America's population is getting older.
By the year 2030, the baby boomer cohort -- those born between 1944 and 1964 -- will all be older than the retirement age of 65. By the year 2034, it's projected that there will be more people 65 years of age and older than those under the age of 18. What's more, this shift in demographics is expected to continue well into the future.
In the year 2060, the ratio of retired adults to working-age adults -- the old-age dependency ratio -- is projected to decrease to 2.5 working-age adults to one adult of retirement age. That's a drop from the 3.5 working-age adults to every adult of retirement age today.
So how can investors use this information about America's aging population to their advantage?
One route could be through investing in the healthcare sector.
In 2018, Americans spent $3.6 trillion dollars on healthcare, representing a 4.4% year-over-year increase -- and increases in spending are projected to ramp up in the future as the population ages and needs increased care. In 2020-2027, healthcare expenditures are projected to grow at an average pace of 5.7%.
As a traditional healthcare provider, Cigna is clearly in a position to prosper. But Cigna in particular stands above its competitors (like its largest rival, UnitedHealth Group (UNH 1.50%)) as an excellent deal for investors today. Its business is coming off an excellent quarter, its stock is cheap on a valuation basis, and management is repurchasing many of the company's outstanding shares.
In the third quarter of 2019, Cigna reported revenue of $38.6 billion, representing a massive 237% increase year over year. This is mostly the result of a jump in pharmacy revenue related to a merger with pharmaceutical company Express Scripts. Considering that aging populations are key users of pharmaceuticals, this merger is an important indicator that Cigna is making moves to benefit older individuals. According to the U.S. Centers for Disease Control, those over the age of 65 are hospitalized three times more than the overall public. Moreover, those over the age of 75 experience four times as many hospital visits as the overall public. These individuals need prescriptions and Cigna is now well positioned to deliver.
America's aging population should help to bolster top- and bottom-line growth for Cigna in the future as the demand for healthcare providers increases among older adults.
Cigna trades at a forward price-to-earnings ratio of 10.9, well below the S&P 500's price-to-earnings valuation. In addition, the company's price-to-sales ratio is 0.59, which means investors are only paying 59 cents for $1 of sales.
What's more, Cigna's management is buying back stock -- and fewer shares outstanding is good news for investors. In the first three quarters of 2019, the company bought back over $1.4 billion worth of stock. That represents a large increase from the company's full-year cumulative buyback of $274 million in 2018.

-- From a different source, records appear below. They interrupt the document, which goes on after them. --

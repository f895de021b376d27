//! SOOlink service.
//!
//! [`Soolink`] assembles one node's stack: plugins feed a receive worker,
//! the transceiver hands envelopes to the datalink, Winenet arbitrates the
//! shared channel, and requesters talk to it through [`SlDesc`] descriptors.

mod descriptor;
mod registry;

use std::sync::Arc;
use std::time::Duration;

use tokio::sync::{Mutex, mpsc};
use tokio::task::JoinHandle;
use tokio::time::MissedTickBehavior;

pub use descriptor::{Block, DescStats, SlDesc};
pub use registry::Registry;

use crate::config::SoolinkConfig;
use crate::core::{IfType, PeerId, ReqType, SoolinkError, SoolinkResult, TransMode};
use crate::datalink::winenet::{self, WinenetHandle, WinenetIo, WinenetSnapshot, WinenetState};
use crate::datalink::{Datalink, DatalinkError};
use crate::transceiver::{
    InboundFrame, Plugin, PluginSet, Receiver, Sender, Transceiver, TransceiverError,
};
use crate::transcoder::Coder;

/// A running SOOlink node.
#[derive(Debug)]
pub struct Soolink {
    local: PeerId,
    coder: Coder,
    transceiver: Transceiver,
    registry: Arc<Registry>,
    tasks: Mutex<Tasks>,
}

#[derive(Debug, Default)]
struct Tasks {
    workers: Vec<JoinHandle<()>>,
    winenet: Option<JoinHandle<()>>,
    stopped: bool,
}

impl Soolink {
    /// Validate `config`, attach `plugins` and start the node's tasks.
    ///
    /// Must be called from within a tokio runtime.
    pub async fn start(config: SoolinkConfig, plugins: Vec<Arc<dyn Plugin>>) -> SoolinkResult<Self> {
        config.validate()?;
        let local = config.local_id;

        let mut set = PluginSet::new();
        for plugin in plugins {
            set.push(plugin);
        }
        let (inbound_tx, inbound_rx) = mpsc::channel(config.inbound_queue);
        set.attach_all(&inbound_tx);

        let sender = Arc::new(Sender::new(set));
        let receiver = Arc::new(Receiver::new(config.decode_block_timeout));
        let registry = Arc::new(Registry::new(config.max_ready_blocks));

        let winenet_if = config.winenet.interface;
        let (handle, winenet_task) = winenet::spawn(
            local,
            config.winenet.clone(),
            WinenetIo {
                sender: Arc::clone(&sender),
                receiver: Arc::clone(&receiver),
                registry: Arc::clone(&registry),
            },
        );
        let datalink = Datalink::new(sender, Arc::clone(&receiver), Some(handle));
        let transceiver = Transceiver::new(local, datalink, Arc::clone(&registry));

        // Beacons travel under the datalink requester on the arbitrated route.
        registry
            .register(ReqType::Datalink, winenet_if, TransMode::Unibroad)
            .await?;

        let rx_worker = tokio::spawn(receive_worker(transceiver.clone(), inbound_rx));
        let watchdog = tokio::spawn(watchdog(config.watchdog_period, receiver));

        tracing::info!(%local, winenet_if = ?winenet_if, "soolink started");
        Ok(Self {
            local,
            coder: Coder::new(config.max_fragment_payload),
            transceiver,
            registry,
            tasks: Mutex::new(Tasks {
                workers: vec![rx_worker, watchdog],
                winenet: Some(winenet_task),
                stopped: false,
            }),
        })
    }

    /// Local identity.
    pub fn local(&self) -> PeerId {
        self.local
    }

    /// Register a requester.
    pub async fn register(
        &self,
        req_type: ReqType,
        if_type: IfType,
        trans_mode: TransMode,
    ) -> SoolinkResult<Arc<SlDesc>> {
        self.ensure_running().await?;
        self.registry.register(req_type, if_type, trans_mode).await
    }

    /// Unregister a requester; pending `recv` calls on it return
    /// [`SoolinkError::Shutdown`].
    pub async fn unregister(&self, desc: &SlDesc) -> SoolinkResult<()> {
        self.registry.unregister(desc).await
    }

    /// Send one block.
    ///
    /// `peer` is the destination of a unicast descriptor and ignored for the
    /// broadcast-like modes; a unicast send without one is refused. An empty `data` is the end-of-stream signal. A
    /// block abandoned by the datalink is counted on the descriptor and
    /// reported as sent.
    pub async fn send(
        &self,
        desc: &SlDesc,
        data: &[u8],
        peer: Option<PeerId>,
        priority: u32,
    ) -> SoolinkResult<()> {
        self.ensure_running().await?;
        self.ensure_registered(desc).await?;
        desc.set_priority(priority);

        let dest = match (desc.trans_mode(), peer) {
            (TransMode::Unicast, Some(peer)) if !peer.is_broadcast() => peer,
            (TransMode::Unicast, _) => {
                return Err(SoolinkError::MissingDestination(desc.req_type()));
            }
            _ => PeerId::BROADCAST,
        };

        match self
            .coder
            .encode(&self.transceiver, desc, data, dest)
            .await
        {
            Ok(_) => {
                if !data.is_empty() {
                    desc.record_sent(data.len());
                }
                Ok(())
            }
            Err(e) if e.is_abandoned() => {
                desc.record_abandoned();
                tracing::warn!(req = ?desc.req_type(), len = data.len(), "block abandoned");
                Ok(())
            }
            Err(TransceiverError::Datalink(DatalinkError::NoPeerReachable)) => {
                Err(SoolinkError::NoPeerReachable)
            }
            Err(TransceiverError::Datalink(DatalinkError::Stopped)) => Err(SoolinkError::Shutdown),
            Err(e) => Err(e.into()),
        }
    }

    /// Wait for the next reassembled block.
    pub async fn recv(&self, desc: &SlDesc) -> SoolinkResult<Vec<u8>> {
        Ok(self.recv_from(desc).await?.data)
    }

    /// Wait for the next reassembled block along with its sender.
    pub async fn recv_from(&self, desc: &SlDesc) -> SoolinkResult<Block> {
        desc.next_block().await.ok_or(SoolinkError::Shutdown)
    }

    /// Discovery found `peer`.
    pub async fn neighbour_added(&self, peer: PeerId) {
        if let Some(winenet) = self.winenet() {
            winenet.neighbour_added(peer).await;
        }
    }

    /// Discovery lost `peer`.
    pub async fn neighbour_removed(&self, peer: PeerId) {
        if let Some(winenet) = self.winenet() {
            winenet.neighbour_removed(peer).await;
        }
    }

    /// Discovery saw `peer` again.
    pub async fn neighbour_updated(&self, peer: PeerId) {
        if let Some(winenet) = self.winenet() {
            winenet.neighbour_updated(peer).await;
        }
    }

    /// Current arbitration state.
    pub fn winenet_state(&self) -> Option<WinenetState> {
        self.winenet().map(WinenetHandle::state)
    }

    /// Full arbitration view.
    pub async fn winenet_snapshot(&self) -> SoolinkResult<WinenetSnapshot> {
        let winenet = self.winenet().ok_or(SoolinkError::Shutdown)?;
        winenet
            .snapshot()
            .await
            .map_err(|_| SoolinkError::Shutdown)
    }

    /// Live descriptors, in registration order.
    pub async fn descriptors(&self) -> Vec<Arc<SlDesc>> {
        self.registry.all().await
    }

    /// Stop every task and close every descriptor.
    pub async fn shutdown(&self) {
        let mut tasks = self.tasks.lock().await;
        if tasks.stopped {
            return;
        }
        tasks.stopped = true;

        if let Some(winenet) = self.winenet() {
            winenet.shutdown().await;
        }
        for worker in tasks.workers.drain(..) {
            worker.abort();
        }
        if let Some(task) = tasks.winenet.take() {
            if let Err(e) = task.await {
                tracing::debug!(error = %e, "winenet task ended abnormally");
            }
        }
        self.registry.clear().await;
        tracing::info!(local = %self.local, "soolink stopped");
    }

    fn winenet(&self) -> Option<&WinenetHandle> {
        self.transceiver.datalink().winenet()
    }

    async fn ensure_running(&self) -> SoolinkResult<()> {
        if self.tasks.lock().await.stopped {
            return Err(SoolinkError::Shutdown);
        }
        Ok(())
    }

    async fn ensure_registered(&self, desc: &SlDesc) -> SoolinkResult<()> {
        match self.registry.find(desc.req_type()).await {
            Some(live) if std::ptr::eq(Arc::as_ptr(&live), desc) => Ok(()),
            _ => Err(SoolinkError::NotRegistered(desc.req_type())),
        }
    }
}

async fn receive_worker(transceiver: Transceiver, mut inbound: mpsc::Receiver<InboundFrame>) {
    while let Some(frame) = inbound.recv().await {
        transceiver.on_frame(frame).await;
    }
}

async fn watchdog(period: Duration, receiver: Arc<Receiver>) {
    let mut tick = tokio::time::interval(period);
    tick.set_missed_tick_behavior(MissedTickBehavior::Delay);
    loop {
        tick.tick().await;
        for (req, peer) in receiver.expire().await {
            tracing::debug!(?req, %peer, "stale partial block dropped");
        }
    }
}
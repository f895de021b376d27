//! Receive-side reassembly.
//!
//! One reassembly buffer exists per (requester, peer). Extended fragments must
//! arrive in index order: index 1 opens a block, each following fragment must
//! carry the next index. A repeated lower index is a resend and is ignored; a
//! gap discards the block.

use std::collections::HashMap;
use std::time::{Duration, Instant};

use crate::core::{DecodeError, PeerId, ReqType};
use crate::transcoder::Fragment;

/// Result of feeding one fragment to the decoder.
#[derive(Debug, Clone, PartialEq, Eq)]
pub enum DecodeOutcome {
    /// Fragment stored; the block is not complete yet.
    Pending,
    /// A whole block is available.
    Complete(Vec<u8>),
    /// Fragment was a resend or arrived without its block start.
    Ignored,
    /// A gap was detected; the partial block was discarded.
    Discarded,
}

#[derive(Debug)]
struct Reassembly {
    count: u32,
    received: u32,
    buffer: Vec<u8>,
    last_update: Instant,
}

/// Reassembles fragments into blocks.
#[derive(Debug)]
pub struct Decoder {
    blocks: HashMap<(ReqType, PeerId), Reassembly>,
    block_timeout: Duration,
}

impl Decoder {
    /// Create a decoder whose incomplete blocks expire after `block_timeout`.
    pub fn new(block_timeout: Duration) -> Self {
        Self {
            blocks: HashMap::new(),
            block_timeout,
        }
    }

    /// Feed one fragment received from `from` for requester `req`.
    pub fn on_fragment(
        &mut self,
        req: ReqType,
        from: PeerId,
        fragment: Fragment,
        now: Instant,
    ) -> Result<DecodeOutcome, DecodeError> {
        let (index, count, payload) = match fragment {
            Fragment::Simple { payload } => return Ok(DecodeOutcome::Complete(payload)),
            Fragment::Extended {
                index,
                count,
                payload,
            } => (index, count, payload),
        };

        let key = (req, from);
        if index == 0 || index > count {
            self.blocks.remove(&key);
            return Err(DecodeError::IndexOutOfRange {
                peer: from,
                index,
                count,
            });
        }

        if index == 1 {
            if self.blocks.contains_key(&key) {
                tracing::debug!(%from, ?req, "new block from peer, dropping partial one");
            }
            if count == 1 {
                self.blocks.remove(&key);
                return Ok(DecodeOutcome::Complete(payload));
            }
            self.blocks.insert(
                key,
                Reassembly {
                    count,
                    received: 1,
                    buffer: payload,
                    last_update: now,
                },
            );
            return Ok(DecodeOutcome::Pending);
        }

        let Some(block) = self.blocks.get_mut(&key) else {
            tracing::trace!(%from, index, "fragment without block start, ignored");
            return Ok(DecodeOutcome::Ignored);
        };

        if block.count != count {
            let expected = block.count;
            self.blocks.remove(&key);
            return Err(DecodeError::CountMismatch {
                peer: from,
                expected,
                actual: count,
            });
        }

        if index <= block.received {
            return Ok(DecodeOutcome::Ignored);
        }

        if index != block.received + 1 {
            tracing::debug!(
                %from,
                expected = block.received + 1,
                got = index,
                "fragment gap, discarding block"
            );
            self.blocks.remove(&key);
            return Ok(DecodeOutcome::Discarded);
        }

        block.buffer.extend_from_slice(&payload);
        block.received = index;
        block.last_update = now;

        if index == count {
            let block = self.blocks.remove(&key).map(|b| b.buffer).unwrap_or_default();
            return Ok(DecodeOutcome::Complete(block));
        }
        Ok(DecodeOutcome::Pending)
    }

    /// Drop the partial block `from` was sending to requester `req`.
    pub fn cancel_block(&mut self, req: ReqType, from: PeerId) -> bool {
        self.blocks.remove(&(req, from)).is_some()
    }

    /// Drop every partial block received from `from`.
    ///
    /// Returns the number of blocks dropped.
    pub fn cancel(&mut self, from: PeerId) -> usize {
        let before = self.blocks.len();
        self.blocks.retain(|(_, peer), _| *peer != from);
        before - self.blocks.len()
    }

    /// Drop partial blocks not updated within the block timeout.
    ///
    /// Returns the (requester, peer) of each expired block.
    pub fn expire(&mut self, now: Instant) -> Vec<(ReqType, PeerId)> {
        let timeout = self.block_timeout;
        let expired: Vec<(ReqType, PeerId)> = self
            .blocks
            .iter()
            .filter(|(_, b)| now.saturating_duration_since(b.last_update) >= timeout)
            .map(|(key, _)| *key)
            .collect();
        for key in &expired {
            self.blocks.remove(key);
        }
        expired
    }

    /// Number of blocks being reassembled.
    pub fn in_progress(&self) -> usize {
        self.blocks.len()
    }

    /// Whether a block from `from` for `req` is being reassembled.
    pub fn has_partial(&self, req: ReqType, from: PeerId) -> bool {
        self.blocks.contains_key(&(req, from))
    }
}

Although Cigna is facing some policy uncertainty -- including proposed regulations and reforms -- as the U.S. inches closer to a presidential election, increased ambiguity surrounding the healthcare space may actually serve as a potential buying opportunity. Cigna's cheap valuation, profitable acquisitions, and reduced share count make it a stock worth considering.
Apple is a less traditional way to play America's aging population. After all, at its core, Apple is a technology company. But Apple may be able to leverage the healthcare aspect of its business to benefit aging adults and their caregivers. Sure, this growth avenue is still in its infancy, but it has the potential to become Apple's next big cash generator.
Apple's line of wearables -- specifically the Apple Watch, AirPods, and Beats earphones -- could pose as a unique opportunity in the healthcare space if Apple can continue to incorporate medical technology into its devices. Today, senior citizens are using the Apple Watch as a fall detector, a heart-rate monitor, and as a means to monitor their level of activity. Apple even describes the Apple Watch as "the first watch that really watches out for you" on its website.
Apple CEO Tim Cook said the "wearables business showed explosive growth" in the company's fiscal fourth-quarter earnings call. Additionally, Cook added that revenue from wearables grew at a year-over-year rate "well over 50%." Although Apple doesn't disclose revenue specifically for its wearables segment, analysts have estimated it to be about $20.8 billion. In the future, Apple's wearables business could become the company's biggest growth engine. In 2018, Emarketer estimated that 13.2% of seniors would wear an Apple Watch in 2019, and that this number would continue to grow.
Apple seems to be well aware of the demand for medical technology encompassed within its wearables. The company just announced three new studies with leading medical institutions, focusing on wearable tech products. These studies will focus on menstrual cycles, heart rates, and hearing.
In the future, I wouldn't be surprised if Apple incorporated a blood-pressure monitor into the Apple Watch, and hearing aid technology into Airpods. There are numerous possibilities just on the horizon for Apple in this field, and with massive resources at its disposal, it seems likely the company is chasing this potential.